[Entries taken from a collection]
________

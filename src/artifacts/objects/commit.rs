//! Git commit object
//!
//! Commits represent snapshots of the repository at specific points in time.
//! They contain:
//! - A tree object ID (directory snapshot)
//! - Parent commit ID(s) (for history; none for the root commit)
//! - Author and committer information
//! - Commit message
//!
//! ## Format
//!
//! On disk:
//! ```text
//! commit <size>\0
//! tree <tree-sha>
//! parent <parent-sha>
//! author <name> <email> <timestamp> <timezone>
//! committer <name> <email> <timestamp> <timezone>
//!
//! <commit message>
//! ```
//!
//! The `parent` line is omitted entirely for root commits.

use crate::artifacts::objects::error::ObjectError;
use crate::artifacts::objects::object::Unpackable;
use crate::artifacts::objects::object::{Object, Packable};
use crate::artifacts::objects::object_id::ObjectId;
use crate::artifacts::objects::object_type::ObjectType;
use anyhow::Context;
use bytes::Bytes;
use std::io::BufRead;

/// Author or committer information
///
/// Contains name, email, and timestamp with timezone information.
#[derive(Debug, Clone, Eq, PartialEq)]
pub struct Author {
    name: String,
    email: String,
    timestamp: chrono::DateTime<chrono::FixedOffset>,
}

impl Author {
    /// Create a new author with the current timestamp
    pub fn new(name: String, email: String) -> Self {
        Author {
            name,
            email,
            timestamp: chrono::Local::now().fixed_offset(),
        }
    }

    /// Create a new author with a specific timestamp
    pub fn new_with_timestamp(
        name: String,
        email: String,
        timestamp: chrono::DateTime<chrono::FixedOffset>,
    ) -> Self {
        Author {
            name,
            email,
            timestamp,
        }
    }

    /// Format complete author info as it appears in the commit payload
    ///
    /// # Returns
    ///
    /// String in format "Name <email> epoch-seconds timezone"
    pub fn display(&self) -> String {
        format!(
            "{} <{}> {} {}",
            self.name,
            self.email,
            self.timestamp.timestamp(),
            self.timestamp.format("%z")
        )
    }

    /// Load author information from environment variables
    ///
    /// Reads GIT_AUTHOR_NAME, GIT_AUTHOR_EMAIL, and optionally
    /// GIT_AUTHOR_DATE. If no date is provided, uses current time.
    pub fn load_from_env() -> anyhow::Result<Self> {
        let name = std::env::var("GIT_AUTHOR_NAME").context("GIT_AUTHOR_NAME not set")?;
        let email = std::env::var("GIT_AUTHOR_EMAIL").context("GIT_AUTHOR_EMAIL not set")?;
        let timestamp = std::env::var("GIT_AUTHOR_DATE").ok().and_then(|date_str| {
            chrono::DateTime::parse_from_rfc2822(&date_str)
                .or_else(|_| chrono::DateTime::parse_from_str(&date_str, "%Y-%m-%d %H:%M:%S %z"))
                .ok()
        });

        match timestamp {
            Some(ts) => Ok(Author::new_with_timestamp(name, email, ts)),
            None => Ok(Author::new(name, email)),
        }
    }

    pub fn timestamp(&self) -> chrono::DateTime<chrono::FixedOffset> {
        self.timestamp
    }
}

impl TryFrom<&str> for Author {
    type Error = ObjectError;

    fn try_from(value: &str) -> Result<Self, Self::Error> {
        // Format: "name <email> timestamp timezone"
        // Split from the right to get timezone and timestamp first
        let parts: Vec<&str> = value.rsplitn(3, ' ').collect();
        if parts.len() < 3 {
            return Err(ObjectError::CorruptObject(format!(
                "invalid author line {value:?}"
            )));
        }

        let timezone = parse_timezone(parts[0])?;
        let timestamp = parts[1].parse::<i64>().map_err(|_| {
            ObjectError::CorruptObject(format!("invalid author timestamp {:?}", parts[1]))
        })?;
        let name_email_part = parts[2]; // "name <email>"

        // Extract email from within angle brackets
        let email_start = name_email_part.find('<').ok_or_else(|| {
            ObjectError::CorruptObject(format!("author line missing '<': {value:?}"))
        })?;
        let email_end = name_email_part.find('>').ok_or_else(|| {
            ObjectError::CorruptObject(format!("author line missing '>': {value:?}"))
        })?;

        let name = name_email_part[..email_start].trim().to_string();
        let email = name_email_part[email_start + 1..email_end].to_string();

        let timestamp = chrono::DateTime::from_timestamp(timestamp, 0)
            .ok_or_else(|| {
                ObjectError::CorruptObject(format!("author timestamp out of range: {timestamp}"))
            })?
            .with_timezone(&timezone);

        Ok(Author {
            name,
            email,
            timestamp,
        })
    }
}

/// Parse a "+hhmm"/"-hhmm" UTC offset
fn parse_timezone(tz: &str) -> Result<chrono::FixedOffset, ObjectError> {
    let corrupt = || ObjectError::CorruptObject(format!("invalid author timezone {tz:?}"));

    if tz.len() != 5 {
        return Err(corrupt());
    }
    let sign = match tz.get(..1) {
        Some("+") => 1,
        Some("-") => -1,
        _ => return Err(corrupt()),
    };
    let hours = tz
        .get(1..3)
        .and_then(|s| s.parse::<i32>().ok())
        .ok_or_else(corrupt)?;
    let minutes = tz
        .get(3..5)
        .and_then(|s| s.parse::<i32>().ok())
        .ok_or_else(corrupt)?;

    chrono::FixedOffset::east_opt(sign * (hours * 3600 + minutes * 60)).ok_or_else(corrupt)
}

/// Git commit object
///
/// Represents a snapshot of the repository with metadata: the tree holding
/// the state of files, the parent commit(s), authorship and the message.
#[derive(Debug, Clone, Eq, PartialEq)]
pub struct Commit {
    /// Parent commit IDs (empty for the root commit)
    parents: Vec<ObjectId>,
    /// Tree object ID representing the directory snapshot
    tree_oid: ObjectId,
    /// Author who wrote the changes
    author: Author,
    /// Committer who recorded the commit
    committer: Author,
    /// Commit message
    message: String,
}

impl Commit {
    /// Create a new commit
    ///
    /// The author is also used as the committer.
    pub fn new(
        parents: Vec<ObjectId>,
        tree_oid: ObjectId,
        author: Author,
        message: String,
    ) -> Self {
        Commit {
            parents,
            tree_oid,
            author: author.clone(),
            committer: author,
            message,
        }
    }

    pub fn message(&self) -> &str {
        &self.message
    }

    pub fn tree_oid(&self) -> &ObjectId {
        &self.tree_oid
    }

    pub fn parent(&self) -> Option<&ObjectId> {
        self.parents.first()
    }

    pub fn author(&self) -> &Author {
        &self.author
    }

    fn render(&self) -> String {
        let mut lines = vec![];

        lines.push(format!("tree {}", self.tree_oid.as_ref()));
        for parent in &self.parents {
            lines.push(format!("parent {}", parent.as_ref()));
        }
        lines.push(format!("author {}", self.author.display()));
        lines.push(format!("committer {}", self.committer.display()));
        lines.push(String::new());
        lines.push(self.message.to_string());

        let mut text = lines.join("\n");
        text.push('\n');
        text
    }
}

impl Packable for Commit {
    fn serialize(&self) -> Result<Bytes, ObjectError> {
        let content = self.render();

        let header = format!("{} {}\0", self.object_type().as_str(), content.len());
        let mut commit_bytes = Vec::with_capacity(header.len() + content.len());
        commit_bytes.extend_from_slice(header.as_bytes());
        commit_bytes.extend_from_slice(content.as_bytes());

        Ok(Bytes::from(commit_bytes))
    }
}

impl Unpackable for Commit {
    fn deserialize(mut reader: impl BufRead) -> Result<Self, ObjectError> {
        let mut content = Vec::new();
        reader
            .read_to_end(&mut content)
            .map_err(|e| ObjectError::CorruptObject(format!("unreadable commit payload: {e}")))?;

        let content = String::from_utf8(content)
            .map_err(|_| ObjectError::CorruptObject("non-utf8 commit payload".to_string()))?;
        let mut lines = content.lines();

        let corrupt = |what: &str| ObjectError::CorruptObject(format!("commit {what}"));

        let tree_line = lines.next().ok_or_else(|| corrupt("missing tree line"))?;
        let tree_oid = tree_line
            .strip_prefix("tree ")
            .ok_or_else(|| corrupt("invalid tree line"))?;
        let tree_oid = ObjectId::try_parse(tree_oid.to_string())?;

        // Parse all parent lines (there can be 0, 1, or multiple parents)
        let mut parents = Vec::new();
        let mut next_line = lines.next().ok_or_else(|| corrupt("missing author line"))?;

        while let Some(parent_oid) = next_line.strip_prefix("parent ") {
            parents.push(ObjectId::try_parse(parent_oid.to_string())?);

            next_line = lines.next().ok_or_else(|| corrupt("missing author line"))?;
        }

        // At this point, next_line should be the author line
        let author = next_line
            .strip_prefix("author ")
            .ok_or_else(|| corrupt("invalid author line"))?;
        let author = Author::try_from(author)?;

        let committer_line = lines.next().ok_or_else(|| corrupt("missing committer line"))?;
        let committer = committer_line
            .strip_prefix("committer ")
            .ok_or_else(|| corrupt("invalid committer line"))?;
        let _committer = Author::try_from(committer)?;

        // skip the empty line
        lines.next();

        let message = lines.collect::<Vec<&str>>().join("\n");
        Ok(Self::new(parents, tree_oid, author, message))
    }
}

impl Object for Commit {
    fn object_type(&self) -> ObjectType {
        ObjectType::Commit
    }

    fn display(&self) -> String {
        self.render()
    }
}
use bytes::Bytes;
use std::path::{Path, PathBuf};

const IGNORED_PATHS: [&str; 3] = [".git", ".", ".."];

/// Working directory file system operations
///
/// All paths given to and returned from the workspace are relative to its
/// root. The repository's own control directory is never listed.
#[derive(Debug)]
pub struct Workspace {
    path: Box<Path>,
}

/// Kind of a directory child, as far as tree building is concerned
#[derive(Debug, Clone, Copy, PartialEq, Eq)]
pub enum EntryKind {
    File,
    Directory,
    /// Symbolic links and special files, which are not tracked
    Other,
}

impl Workspace {
    pub fn new(path: Box<Path>) -> Self {
        Workspace { path }
    }

    pub fn path(&self) -> &Path {
        &self.path
    }

    /// List the immediate children of a directory, as workspace-relative paths
    pub fn list_dir(&self, dir_path: &Path) -> anyhow::Result<Vec<PathBuf>> {
        let dir_path = self.path.join(dir_path);

        if !dir_path.is_dir() {
            anyhow::bail!("The specified path is not a directory: {:?}", dir_path);
        }

        Ok(std::fs::read_dir(&dir_path)?
            .filter_map(|entry| entry.ok())
            .filter_map(|entry| self.check_if_not_ignored_path(&entry.path()))
            .collect::<Vec<_>>())
    }

    /// Classify a child without following symbolic links
    pub fn entry_kind(&self, file_path: &Path) -> anyhow::Result<EntryKind> {
        let metadata = std::fs::symlink_metadata(self.path.join(file_path))?;
        let file_type = metadata.file_type();

        if file_type.is_symlink() {
            Ok(EntryKind::Other)
        } else if file_type.is_dir() {
            Ok(EntryKind::Directory)
        } else if file_type.is_file() {
            Ok(EntryKind::File)
        } else {
            Ok(EntryKind::Other)
        }
    }

    /// Read a file's raw bytes, verbatim
    pub fn read_file(&self, file_path: &Path) -> anyhow::Result<Bytes> {
        let file_path = self.path.join(file_path);

        let content = std::fs::read(file_path)?;

        Ok(content.into())
    }

    fn is_ignored(path: &Path) -> bool {
        // Check if any component of the path is in IGNORED_PATHS
        path.components().any(|component| {
            if let std::path::Component::Normal(name) = component {
                let name_str = name.to_string_lossy();
                IGNORED_PATHS.contains(&name_str.as_ref())
            } else {
                false
            }
        })
    }

    fn check_if_not_ignored_path(&self, path: &Path) -> Option<PathBuf> {
        if !Self::is_ignored(path) {
            Some(path.strip_prefix(self.path.as_ref()).ok()?.to_path_buf())
        } else {
            None
        }
    }
}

________

*About this task:*
Lines from the start of the entries through the one containing "the current timestamp" are to be set down again exactly, both ends included.

*Task solution:*
filename src/artifacts/objects/commit.rs
//! Git commit object
//!
//! Commits represent snapshots of the repository at specific points in time.
//! They contain:
//! - A tree object ID (directory snapshot)
//! - Parent commit ID(s) (for history; none for the root commit)
//! - Author and committer information
//! - Commit message
//!
//! ## Format
//!
//! On disk:
//! ```text
//! commit <size>\0
//! tree <tree-sha>
//! parent <parent-sha>
//! author <name> <email> <timestamp> <timezone>
//! committer <name> <email> <timestamp> <timezone>
//!
//! <commit message>
//! ```
//!
//! The `parent` line is omitted entirely for root commits.

use crate::artifacts::objects::error::ObjectError;
use crate::artifacts::objects::object::Unpackable;
use crate::artifacts::objects::object::{Object, Packable};
use crate::artifacts::objects::object_id::ObjectId;
use crate::artifacts::objects::object_type::ObjectType;
use anyhow::Context;
use bytes::Bytes;
use std::io::BufRead;

/// Author or committer information
///
/// Contains name, email, and timestamp with timezone information.
#[derive(Debug, Clone, Eq, PartialEq)]
pub struct Author {
    name: String,
    email: String,
    timestamp: chrono::DateTime<chrono::FixedOffset>,
}

impl Author {
    /// Create a new author with the current timestamp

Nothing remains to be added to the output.